If Barnes wins, we’ll be subjected to an unseemly charade in which Her Haughtiness tries to pretend her opponent is worthy and the media goes along with it. The whole thing will just be weird.

But if the voters who turn out are Barnes haters, plus the Glazer camp, plus De Shon’s write-in pals from the ’99 race and all the macho members of Local 42 who secretly want to thank Wedow for forcing them to be accommodating — and that combination somehow knocks Barnes out? Then folks who derive their self-esteem from living somewhere halfway cool will have to move to Wyandotte County for the next four years.

Me? Knowing what every armchair psychologist knows about having a good laugh, and knowing that it’s impossible to waste a vote in the March 25 general election, I’m hereby officially endorsing Brooksider Maureen Lawlor. Mo, as her friends call her, was raised on the mean streets of Lee’s Summit. Regular St. Patrick’s Day paradegoers might recognize her as the one wearing crepe-paper bows and leading an entourage of revelers who’ve spent the morning eating Mexican food at her house. The fabulously irascible and extremely short Maria Shriver look-alike has entered the race at the last minute, De Shon-style.

“Inspired late last night by too much beer and too little interest in the current crop of candidates,” she wrote to her supporters in a February 20 e-mail, “I’ve decided to mount a write-in campaign for mayor of Kansas City.”

Her argument was compelling. “Kansas City is actually run by the city manager, so the mayor has essentially the same duties that Mayor McCheese has in McDonaldland. I enjoy a delicious burger, therefore I feel more or less qualified and quite confident that I could handle a large pair of prop scissors as well as anyone else,” she contended.

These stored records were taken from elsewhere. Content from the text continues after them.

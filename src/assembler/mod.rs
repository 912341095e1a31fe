//! Assembler turning CHIP-8 mnemonics into opcodes.

pub mod encoder;
pub mod operand;
pub mod source;

pub use encoder::{canonical_mnemonic, encode, mnemonics};
pub use operand::OperandShape;
pub use source::assemble;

“But what makes a mediocrity like me stand out in this crowd of other mediocrities? Well, I believe that I run zero risk of assassination, therefore I can save the city over $100,000 a year by eliminating the round-the-clock security that the city currently provides to the mayor … I own my own car and am already licensed and insured, saving at least another 50 large right there!”

Despite her lack of experience, she demonstrated an acute political savvy. “To ensure that I’m pandering adequately to the single-issue KC voters,” she wrote, “I’m pleased to go ‘on the record’ advocating the return of the free trash bags.”

I haven’t heard how hungover she is after Tuesday’s primary, but presumably she’s still in the running. That’s M-A-U-R-E-E-N L-A-W-L-O-R.

Either that, or I can give you the name of a good therapist.